The respondent appealed the termination order, claiming his due process rights were violated.
Adjudication Effectively Denied
In its analysis, the Court of Appeals cited the Michigan Supreme Court’s decision in In re Sanders, 495 Mich 394 (2014), which struck down the one-parent doctrine as unconstitutional.
Turning to Collier, the Court of Appeals said the respondent was “effectively denied the adjudication trial to which he was entitled.”
In reaching this conclusion, the Court of Appeals said the Michigan Court Rules do not indicate that a default can be entered in child-protective proceedings and that due process requires an adjudication trial on a parent’s fitness before the state can infringe on the constitutionally protected parent-child relationship.
According to the appeals court, a default is not an adjudication trial as to the fitness of a parent, and it cannot serve as a substitute for a trial.
The Court of Appeals also rejected the petitioner’s argument that the respondent did, indeed, receive an adjudication trial. “Plowing forward with an adjudication trial in the absence of both respondent and an attorney who can represent respondent offends due process by any stretch of the imagination,” the appeals court said.
The Court of Appeals further pointed out that, because counsel had initially been appointed, the respondent was entitled to “assume” that counsel was representing him at the adjudication trial. “[W]e find a violation of due process given that petitioner was permitted to proceed unopposed at adjudication, thereby effectively depriving respondent of an adjudication trial,” the appeals court said.
In addition, the respondent was deprived of effective assistance of counsel throughout the proceedings, the Court of Appeals explained. “We are … troubled by the fact that it appears … that respondent did not have counsel for nearly the entirety of the dispositional phase of the proceedings,” the appeals court noted.
“Given all that occurred in this case, we simply cannot conclude that respondent was afforded a ‘specific adjudication’ regarding his fitness or lack thereof,” the Court of Appeals said, finding the respondent was denied due process.
No Impermissible Collateral Attack
Turning to the petitioner’s argument that the respondent’s challenge was an impermissible collateral attack on the trial court’s exercise of jurisdiction, the Court of Appeals noted the respondent waited until after the termination order was entered to file his appeal.
If In re SLH, 277 Mich App 662 (2008), and In re Hatcher, 443 Mich 426 (1993), were followed, the appeals court said the challenge would be an impermissible collateral attack because the appeal was not filed until after the respondent’s parental rights were terminated.
However, “we decline to find that the collateral-attack rule bars respondent’s challenge,” the Court of Appeals declared. In reaching this conclusion, the appeals court relied on In re Kanjia, 308 Mich App 660 (2014), saying Collier presented the same situation as Kanjia — the respondent effectively never received an adjudication as to his fitness as a parent.

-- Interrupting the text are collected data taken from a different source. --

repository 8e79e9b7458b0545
//! Request/response over plain events.
//!
//! An endpoint is an [`InvokeEvents`] family. The caller emits
//! `{invokeId, content}` on `send`; the handler answers on `receive` or
//! `receive_error` with the same `invokeId`. Because both sides only use
//! `on`/`emit`, an invoke works unchanged across any transport bridging two
//! contexts.
//!
//! ```ignore
//! let events = define_invoke_events::<Greeting, User>(Some("greet"));
//! define_invoke_handler(&ctx, &events, Arc::new(|user: User| async move {
//!     Ok::<_, HandlerError>(Greeting { text: format!("hi {}", user.name) })
//! }));
//! let greet = define_invoke(&ctx, &events);
//! let greeting = greet.call(User { name: "alice".into() }).await?;
//! ```

mod client;
mod envelope;
mod events;
mod handler;
mod pending;

pub use client::{define_invoke, define_invokes, Invoke};
pub use envelope::InvokePayload;
pub use events::{define_invoke_events, InvokeEvents};
pub use handler::{
    boxed_invoke_handler, define_invoke_handler, define_invoke_handlers, undefine_invoke_handler,
    BoxedInvokeHandler, InvokeHandlerToken,
};

pub(crate) use envelope::{error_message, Replier};
pub(crate) use handler::{accept, check_keys, handler_key, register_wrapper};
pub(crate) use pending::PendingCalls;
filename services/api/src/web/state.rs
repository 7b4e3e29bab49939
//! services/api/src/web/state.rs
//!
//! Defines the application's shared state.

use crate::adapters::{DateSeededSelector, StaticCatalog};
use bookle_core::ports::{CatalogService, StorageService};
use bookle_core::service::GameService;
use std::sync::Arc;

/// The shared application state, created once at startup and passed to all handlers.
#[derive(Clone)]
pub struct AppState {
    pub game: Arc<GameService>,
}

impl AppState {
    /// Wires the game around the in-memory catalog. Book lookups and the daily
    /// pick never touch `storage`, so a storage outage cannot block a guess.
    pub fn new(
        catalog: Arc<StaticCatalog>,
        storage: Arc<dyn StorageService>,
        player_id: impl Into<String>,
    ) -> Self {
        let catalog: Arc<dyn CatalogService> = catalog;
        let daily_books = Arc::new(DateSeededSelector::new(catalog.clone()));
        Self {
            game: Arc::new(GameService::new(catalog, daily_books, storage, player_id)),
        }
    }
}
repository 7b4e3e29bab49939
//! services/api/src/bin/api.rs

use api_lib::{
    adapters::{DbAdapter, FallbackStorage, MemoryStorage, StaticCatalog},
    config::Config,
    error::ApiError,
    web::{build_router, rest::ApiDoc, state::AppState},
};
use axum::http::{header::CONTENT_TYPE, HeaderValue, Method};
use axum::Router;
use bookle_core::ports::StorageService;
use sqlx::postgres::PgPoolOptions;
use std::sync::Arc;
use tower_http::cors::CorsLayer;
use tracing::{info, warn};
use tracing_subscriber::{layer::SubscriberExt, util::SubscriberInitExt};
use utoipa::OpenApi;
use utoipa_swagger_ui::SwaggerUi;

#[tokio::main]
async fn main() -> Result<(), ApiError> {
    // --- 1. Load Configuration & Set Up Logging ---
    let config = Arc::new(Config::from_env()?);
    tracing_subscriber::registry()
        .with(tracing_subscriber::EnvFilter::new(config.log_level.to_string()))
        .with(tracing_subscriber::fmt::layer())
        .init();
    info!("Configuration loaded. Starting server...");

    // --- 2. Load the Book Catalog ---
    let catalog = Arc::new(match &config.catalog_path {
        Some(path) => StaticCatalog::from_path(path)?,
        None => StaticCatalog::bundled()?,
    });
    info!("Catalog ready with {} books.", catalog.len());

    // --- 3. Choose Storage ---
    let storage: Arc<dyn StorageService> = match &config.database_url {
        Some(database_url) => {
            info!("Connecting to database...");
            let db_pool = PgPoolOptions::new()
                .max_connections(5)
                .connect(database_url)
                .await?;
            let db_adapter = Arc::new(DbAdapter::new(db_pool));
            info!("Running database migrations...");
            db_adapter.run_migrations().await?;
            db_adapter.seed_books(catalog.books()).await?;
            info!("Database migrations complete.");

            Arc::new(FallbackStorage::new(db_adapter, Arc::new(MemoryStorage::new())))
        }
        None => {
            warn!("DATABASE_URL is not set; games and stats will not survive a restart.");
            Arc::new(MemoryStorage::new())
        }
    };

    // --- 4. Build the Shared AppState ---
    let app_state = Arc::new(AppState::new(catalog, storage, config.player_id.clone()));

    let allowed_origin = config
        .allowed_origin
        .parse::<HeaderValue>()
        .map_err(|e| ApiError::Internal(format!("Invalid ALLOWED_ORIGIN: {}", e)))?;
    let cors = CorsLayer::new()
        .allow_origin(allowed_origin)
        .allow_methods([Method::GET, Method::POST, Method::OPTIONS])
        .allow_headers([CONTENT_TYPE]);

    // --- 5. Create the Web Router ---
    let app = Router::new()
        .merge(build_router(app_state))
        .layer(cors)
        .merge(SwaggerUi::new("/swagger-ui").url("/api-docs/openapi.json", ApiDoc::openapi()));

    // --- 6. Start the Server ---
    info!("Starting server on {}", config.bind_address);
    info!(
        "Swagger UI available at http://{}/swagger-ui",
        config.bind_address
    );
    let listener = tokio::net::TcpListener::bind(&config.bind_address).await?;
    axum::serve(listener, app).await?;

    Ok(())
}
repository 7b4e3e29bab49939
//! services/api/src/error.rs
//!
//! Defines the primary error type for the entire API service.

use crate::adapters::catalog::CatalogError;
use crate::config::ConfigError;
use bookle_core::ports::PortError;

/// The primary error type for the `api` service.
#[derive(Debug, thiserror::Error)]
pub enum ApiError {
    /// Represents an error that occurred during configuration loading.
    #[error("Configuration error: {0}")]
    Config(#[from] ConfigError),

    /// The book catalog could not be loaded or failed validation.
    #[error("Catalog error: {0}")]
    Catalog(#[from] CatalogError),

    /// Represents an error that propagated up from one of the core service ports.
    #[error("Service Port Error: {0}")]
    Port(#[from] PortError),

    /// Represents an error from the underlying database library.
    #[error("Database Error: {0}")]
    Database(#[from] sqlx::Error),

    #[error("Migration Error: {0}")]
    Migration(#[from] sqlx::migrate::MigrateError),

    /// Represents a standard Input/Output error (e.g., binding to a network socket).
    #[error("IO error: {0}")]
    Io(#[from] std::io::Error),

    /// A catch-all for any other unexpected errors.
    #[error("An unexpected internal error occurred: {0}")]
    Internal(String),
}
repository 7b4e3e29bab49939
//! services/api/src/bin/openapi.rs
//!
//! This binary generates the OpenAPI 3.0 specification for the REST API
//! and saves it to a file named `openapi.json`.

use api_lib::web::rest::ApiDoc;
use utoipa::OpenApi;

/// Generates the OpenAPI specification and writes it to a file.
fn generate_spec(
    api_doc: utoipa::openapi::OpenApi,
    path: &str,
) -> Result<(), Box<dyn std::error::Error>> {
    let spec_json = api_doc.to_pretty_json()?;
    std::fs::write(path, spec_json)?;
    println!("OpenAPI specification generated at {}", path);
    Ok(())
}

fn main() -> Result<(), Box<dyn std::error::Error>> {
    generate_spec(ApiDoc::openapi(), "openapi.json")?;
    Ok(())
}
//! services/api/src/adapters/fallback.rs
//!
//! A `StorageService` decorator that moves all traffic to a secondary store
//! after the primary fails.

use async_trait::async_trait;
use bookle_core::domain::{Session, Stats};
use bookle_core::ports::{PortError, PortResult, StorageService};
use chrono::NaiveDate;
use std::future::Future;
use std::sync::atomic::{AtomicBool, Ordering};
use std::sync::Arc;
use tracing::warn;

/// Serves from `primary` until it returns an unexpected error, then switches
/// to `secondary` for the rest of the process lifetime. `NotFound` is a normal
/// answer and never triggers the switch.
pub struct FallbackStorage {
    primary: Arc<dyn StorageService>,
    secondary: Arc<dyn StorageService>,
    degraded: AtomicBool,
}

impl FallbackStorage {
    pub fn new(primary: Arc<dyn StorageService>, secondary: Arc<dyn StorageService>) -> Self {
        Self {
            primary,
            secondary,
            degraded: AtomicBool::new(false),
        }
    }

    pub fn is_degraded(&self) -> bool {
        self.degraded.load(Ordering::SeqCst)
    }

    async fn run<'a, T, F, Fut>(&'a self, op: &str, call: F) -> PortResult<T>
    where
        F: Fn(&'a dyn StorageService) -> Fut,
        Fut: Future<Output = PortResult<T>> + 'a,
    {
        if !self.is_degraded() {
            match call(self.primary.as_ref()).await {
                Err(PortError::Unexpected(reason)) => {
                    warn!(
                        "Primary storage failed during {}: {}. Switching to fallback storage.",
                        op, reason
                    );
                    self.degraded.store(true, Ordering::SeqCst);
                }
                result => return result,
            }
        }
        call(self.secondary.as_ref()).await
    }
}

#[async_trait]
impl StorageService for FallbackStorage {
    async fn get_session_by_date(&self, date: NaiveDate) -> PortResult<Option<Session>> {
        self.run("get_session_by_date", |s| s.get_session_by_date(date))
            .await
    }

    async fn save_session(&self, session: &Session) -> PortResult<()> {
        self.run("save_session", |s| s.save_session(session)).await
    }

    async fn get_stats(&self, player_id: &str) -> PortResult<Option<Stats>> {
        self.run("get_stats", |s| s.get_stats(player_id)).await
    }

    async fn save_stats(&self, stats: &Stats) -> PortResult<()> {
        self.run("save_stats", |s| s.save_stats(stats)).await
    }
}
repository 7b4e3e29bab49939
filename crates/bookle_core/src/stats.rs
//! crates/bookle_core/src/stats.rs
//!
//! Folds finished games into a player's running statistics.

use crate::domain::{GameStatus, Session, Stats, MAX_ATTEMPTS};
use crate::error::GameError;

impl Stats {
    /// Zeroed statistics for a player who has never finished a game.
    pub fn new(player_id: impl Into<String>) -> Self {
        Self {
            player_id: player_id.into(),
            games_played: 0,
            games_won: 0,
            current_streak: 0,
            max_streak: 0,
            guess_distribution: [0; MAX_ATTEMPTS as usize],
            last_played_date: None,
        }
    }

    /// Whole-number percentage of games won, 0 when nothing has been played.
    pub fn win_percentage(&self) -> u32 {
        if self.games_played == 0 {
            return 0;
        }
        ((f64::from(self.games_won) / f64::from(self.games_played)) * 100.0).round() as u32
    }
}

/// Returns `existing` (or fresh stats) updated with one finished `session`.
///
/// Calling this twice for the same session counts it twice; callers guard
/// with [`Session::stats_recorded`].
pub fn accumulate(
    existing: Option<Stats>,
    player_id: &str,
    session: &Session,
) -> Result<Stats, GameError> {
    let mut stats = existing.unwrap_or_else(|| Stats::new(player_id));

    match session.game_status {
        GameStatus::Active => {
            return Err(GameError::SessionNotFinished { date: session.date });
        }
        GameStatus::Won => {
            stats.games_won += 1;
            stats.current_streak += 1;
            stats.max_streak = stats.max_streak.max(stats.current_streak);
            let attempts = usize::from(session.attempts_used());
            if let Some(bucket) = attempts
                .checked_sub(1)
                .and_then(|i| stats.guess_distribution.get_mut(i))
            {
                *bucket += 1;
            }
        }
        GameStatus::Lost => {
            stats.current_streak = 0;
        }
    }

    stats.games_played += 1;
    stats.last_played_date = Some(session.date);
    Ok(stats)
}

#[cfg(test)]
mod tests {
    use super::*;
    use crate::domain::Book;
    use chrono::NaiveDate;

    fn finished(status: GameStatus, remaining: u8) -> Session {
        let book = Book {
            id: 1,
            title: "Dune".to_string(),
            author: "Frank Herbert".to_string(),
            publication_year: 1965,
            genre: "Science Fiction".to_string(),
            authors_country: "United States".to_string(),
            pages: 412,
            original_language: "English".to_string(),
            historical_period: "Post-War".to_string(),
            cover_image_ref: None,
        };
        let date = NaiveDate::from_ymd_opt(2024, 3, 1).unwrap();
        let mut session = Session::new(date, &book);
        session.game_status = status;
        session.remaining_attempts = remaining;
        session
    }

    #[test]
    fn first_win_initializes_stats() {
        let stats = accumulate(None, "p1", &finished(GameStatus::Won, 5)).unwrap();

        assert_eq!(stats.player_id, "p1");
        assert_eq!(stats.games_played, 1);
        assert_eq!(stats.games_won, 1);
        assert_eq!(stats.current_streak, 1);
        assert_eq!(stats.max_streak, 1);
        assert_eq!(stats.guess_distribution, [0, 0, 1, 0, 0, 0, 0, 0]);
        assert_eq!(stats.last_played_date, NaiveDate::from_ymd_opt(2024, 3, 1));
    }

    #[test]
    fn loss_resets_current_streak_but_keeps_max() {
        let mut stats = Stats::new("p1");
        stats.games_played = 4;
        stats.games_won = 4;
        stats.current_streak = 4;
        stats.max_streak = 4;

        let stats = accumulate(Some(stats), "p1", &finished(GameStatus::Lost, 0)).unwrap();

        assert_eq!(stats.games_played, 5);
        assert_eq!(stats.games_won, 4);
        assert_eq!(stats.current_streak, 0);
        assert_eq!(stats.max_streak, 4);
        assert_eq!(stats.win_percentage(), 80);
    }

    #[test]
    fn win_in_last_attempt_lands_in_last_bucket() {
        let stats = accumulate(None, "p1", &finished(GameStatus::Won, 0)).unwrap();
        assert_eq!(stats.guess_distribution[7], 1);
    }

    #[test]
    fn active_session_is_rejected() {
        let err = accumulate(None, "p1", &finished(GameStatus::Active, 8)).unwrap_err();
        assert!(matches!(err, GameError::SessionNotFinished { .. }));
    }

    #[test]
    fn win_percentage_of_empty_stats_is_zero() {
        assert_eq!(Stats::new("p1").win_percentage(), 0);
    }
}
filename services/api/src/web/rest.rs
//! services/api/src/web/rest.rs
//!
//! Contains the Axum handlers for the REST API endpoints and the master
//! definition for the OpenAPI specification.

use crate::web::protocol::{
    BookSummary, BookView, FeedbackView, GameStateResponse, GuessRequest, GuessResponse,
    GuessView, RevealedAttributeView, SessionView, StatsResponse, ValueView,
};
use crate::web::state::AppState;
use axum::{
    extract::{Path, State},
    http::StatusCode,
    response::{IntoResponse, Json},
};
use bookle_core::GameError;
use chrono::{NaiveDate, Utc};
use std::sync::Arc;
use tracing::error;
use utoipa::OpenApi;

//=========================================================================================
// OpenAPI Master Definition
//=========================================================================================

#[derive(OpenApi)]
#[openapi(
    paths(
        today_handler,
        game_handler,
        guess_handler,
        list_books_handler,
        stats_handler,
    ),
    components(
        schemas(
            GuessRequest,
            GuessResponse,
            GameStateResponse,
            SessionView,
            GuessView,
            FeedbackView,
            RevealedAttributeView,
            ValueView,
            BookView,
            BookSummary,
            StatsResponse,
        )
    ),
    tags(
        (name = "Bookle API", description = "Daily book guessing game.")
    )
)]
pub struct ApiDoc;

type HandlerError = (StatusCode, String);

/// Maps core errors onto HTTP statuses. Player mistakes are 4xx and
/// reported verbatim; everything else is logged and hidden behind a 500.
fn game_error_response(e: GameError) -> HandlerError {
    match e {
        GameError::EmptyTitle => (StatusCode::BAD_REQUEST, e.to_string()),
        GameError::BookNotFound(_) => (StatusCode::NOT_FOUND, e.to_string()),
        GameError::GameAlreadyOver { .. } => (StatusCode::CONFLICT, e.to_string()),
        GameError::NoBooksAvailable
        | GameError::SessionNotFinished { .. }
        | GameError::Port(_) => {
            error!("Game operation failed: {:?}", e);
            (
                StatusCode::INTERNAL_SERVER_ERROR,
                "Internal server error".to_string(),
            )
        }
    }
}

/// Parses a `YYYY-MM-DD` path segment. Dates after today (UTC) have no game yet.
fn parse_date(raw: &str) -> Result<NaiveDate, HandlerError> {
    let date = NaiveDate::parse_from_str(raw, "%Y-%m-%d").map_err(|_| {
        (
            StatusCode::BAD_REQUEST,
            format!("'{}' is not a valid YYYY-MM-DD date", raw),
        )
    })?;
    if date > Utc::now().date_naive() {
        return Err((
            StatusCode::BAD_REQUEST,
            format!("No game is available yet for {}", date),
        ));
    }
    Ok(date)
}

async fn game_state(
    app_state: &AppState,
    date: NaiveDate,
) -> Result<GameStateResponse, HandlerError> {
    let session = app_state
        .game
        .session_for_date(date)
        .await
        .map_err(game_error_response)?;
    let revealed_book = app_state
        .game
        .revealed_book(&session)
        .await
        .map_err(game_error_response)?;

    Ok(GameStateResponse {
        session: SessionView::from(&session),
        revealed_book: revealed_book.map(BookView::from),
    })
}

//=========================================================================================
// REST API Handlers
//=========================================================================================

/// Get (or start) today's game.
#[utoipa::path(
    get,
    path = "/api/game/today",
    responses(
        (status = 200, description = "Today's game state", body = GameStateResponse),
        (status = 500, description = "Internal server error")
    )
)]
pub async fn today_handler(
    State(app_state): State<Arc<AppState>>,
) -> Result<impl IntoResponse, HandlerError> {
    let today = Utc::now().date_naive();
    Ok(Json(game_state(&app_state, today).await?))
}

/// Get (or start) the game for a given date.
#[utoipa::path(
    get,
    path = "/api/game/{date}",
    params(("date" = String, Path, description = "Game date as YYYY-MM-DD.")),
    responses(
        (status = 200, description = "Game state", body = GameStateResponse),
        (status = 400, description = "Invalid or future date"),
        (status = 500, description = "Internal server error")
    )
)]
pub async fn game_handler(
    State(app_state): State<Arc<AppState>>,
    Path(date): Path<String>,
) -> Result<impl IntoResponse, HandlerError> {
    let date = parse_date(&date)?;
    Ok(Json(game_state(&app_state, date).await?))
}

/// Submit a title guess for the game on a given date.
#[utoipa::path(
    post,
    path = "/api/game/{date}/guess",
    params(("date" = String, Path, description = "Game date as YYYY-MM-DD.")),
    request_body = GuessRequest,
    responses(
        (status = 200, description = "Guess scored", body = GuessResponse),
        (status = 400, description = "Invalid or future date, or empty title"),
        (status = 404, description = "Title is not in the catalog"),
        (status = 409, description = "The game is already over"),
        (status = 500, description = "Internal server error")
    )
)]
pub async fn guess_handler(
    State(app_state): State<Arc<AppState>>,
    Path(date): Path<String>,
    Json(req): Json<GuessRequest>,
) -> Result<impl IntoResponse, HandlerError> {
    let date = parse_date(&date)?;
    let outcome = app_state
        .game
        .submit_guess(date, &req.title)
        .await
        .map_err(game_error_response)?;

    Ok(Json(GuessResponse {
        guess: GuessView::from(&outcome.guess),
        session: SessionView::from(&outcome.session),
        revealed_book: outcome.revealed_book.map(BookView::from),
    }))
}

/// List catalog titles for autocomplete.
#[utoipa::path(
    get,
    path = "/api/books",
    responses(
        (status = 200, description = "All books in the catalog", body = [BookSummary]),
        (status = 500, description = "Internal server error")
    )
)]
pub async fn list_books_handler(
    State(app_state): State<Arc<AppState>>,
) -> Result<impl IntoResponse, HandlerError> {
    let books = app_state
        .game
        .list_books()
        .await
        .map_err(game_error_response)?;

    let summaries: Vec<BookSummary> = books
        .into_iter()
        .map(|b| BookSummary {
            id: b.id,
            title: b.title,
            author: b.author,
        })
        .collect();
    Ok(Json(summaries))
}

/// Get the player's statistics.
#[utoipa::path(
    get,
    path = "/api/stats",
    responses(
        (status = 200, description = "Player statistics", body = StatsResponse),
        (status = 500, description = "Internal server error")
    )
)]
pub async fn stats_handler(
    State(app_state): State<Arc<AppState>>,
) -> Result<impl IntoResponse, HandlerError> {
    let stats = app_state
        .game
        .stats()
        .await
        .map_err(game_error_response)?;
    Ok(Json(StatsResponse::from(stats)))
}

pub async fn health_handler() -> StatusCode {
    StatusCode::OK
}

“Consequently, just as in Kanjia, … we conclude that respondent ‘is not collaterally attacking the trial court’s exercise of jurisdiction, but rather is directly challenging the trial court’s decision to terminate the respondent’s parental rights without first having afforded the respondent sufficient due process, i.e., an adjudication hearing at which the respondent's fitness as a parent was decided,’” the Court of Appeals said.
Accordingly, the Court of Appeals vacated the order terminating the respondent’s parental rights and the order of adjudication, and remanded the matter for further proceedings.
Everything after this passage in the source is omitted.